Gregory Kraemer '11 and Zachary Teska '12 then joined the students to help teach additional elements of their dance. “I wanted to incorporate a participatory component for this presentation so that the ALCF faculty participants would have the opportunity to experience telematic dance rather than passively observing,” explains Anthony Roberts, the Dance Department’s artist in residence who organized the event and moderated it from California.
“There's so much more to dance than live performance or technique classes, and this telematic exchange was an opportunity for me to step outside of how I normally look at dance,” says Gaasedelen. “There is potential for the importance of dance in education to grow, and also for the techniques of how dance is taught to grow.”

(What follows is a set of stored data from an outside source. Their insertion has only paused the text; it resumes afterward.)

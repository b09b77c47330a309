//! Request handling and transformation.
//!
//! # Responsibilities
//! - Represent the caller's request with typed connection metadata
//! - Reconstruct the upstream URL from the caller's path
//! - Build the outbound request: method, URL, copied and augmented headers,
//!   and the caller's body stream
//!
//! # Design Decisions
//! - Only the path component is forwarded; the query string is dropped
//! - The caller's Host header is not forwarded
//! - The body is handed over as a stream and never buffered
//! - Original request metadata stays available for logging

use axum::body::Body;
use axum::http::{Method, Request, Uri};
use axum::http::header::{HeaderMap, HOST};

use crate::config::TargetConfig;
use crate::http::headers::{self, ClientDetails, IdentityHeaders};
use crate::http::response::ForwardError;
use crate::net::ConnectionInfo;

/// A caller's request, as handed over by the server adapter.
pub struct InboundRequest {
    pub method: Method,
    pub uri: Uri,
    pub headers: HeaderMap,
    pub body: Body,
    pub connection: ConnectionInfo,
}

impl InboundRequest {
    pub fn from_request(request: Request<Body>, connection: ConnectionInfo) -> Self {
        let (parts, body) = request.into_parts();
        Self {
            method: parts.method,
            uri: parts.uri,
            headers: parts.headers,
            body,
            connection,
        }
    }

    /// The path component, without the query string.
    pub fn path(&self) -> &str {
        self.uri.path()
    }
}

/// `http://{host}:{port}{path}`. Always plain HTTP toward the upstream.
pub fn target_url(target: &TargetConfig, path: &str) -> String {
    format!("http://{}:{}{}", target.host, target.port, path)
}

/// Build the request sent upstream.
///
/// Fails without side effects when the method or URL cannot form a request.
pub fn build_outbound(
    inbound: InboundRequest,
    target_url: &str,
    identity: &IdentityHeaders,
) -> Result<Request<Body>, ForwardError> {
    let InboundRequest {
        method,
        headers: inbound_headers,
        body,
        connection,
        ..
    } = inbound;

    let mut request = Request::builder()
        .method(method)
        .uri(target_url)
        .body(body)
        .map_err(ForwardError::Build)?;

    let outbound_headers = request.headers_mut();
    headers::copy_headers(outbound_headers, &inbound_headers);
    // The upstream gets its own authority as Host.
    outbound_headers.remove(HOST);
    headers::add_client_headers(
        outbound_headers,
        ClientDetails {
            user_agent: headers::user_agent(&inbound_headers),
            local: connection.local,
            remote: connection.remote,
        },
    );
    identity.apply(outbound_headers);

    Ok(request)
}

The event stemmed from research that Roberts conducted with Kraemer, a dance and math double major, on the viability and practicality of telematics. The research was made possible through the college’s centralized program known as Collaborative Undergraduate Research and Inquiry.
“When working with the group in California it was easy to give feedback and direction because
we could see everything that they were doing,” says Denzel. “I think we are looking at one of the newest and most efficient ways to learn.”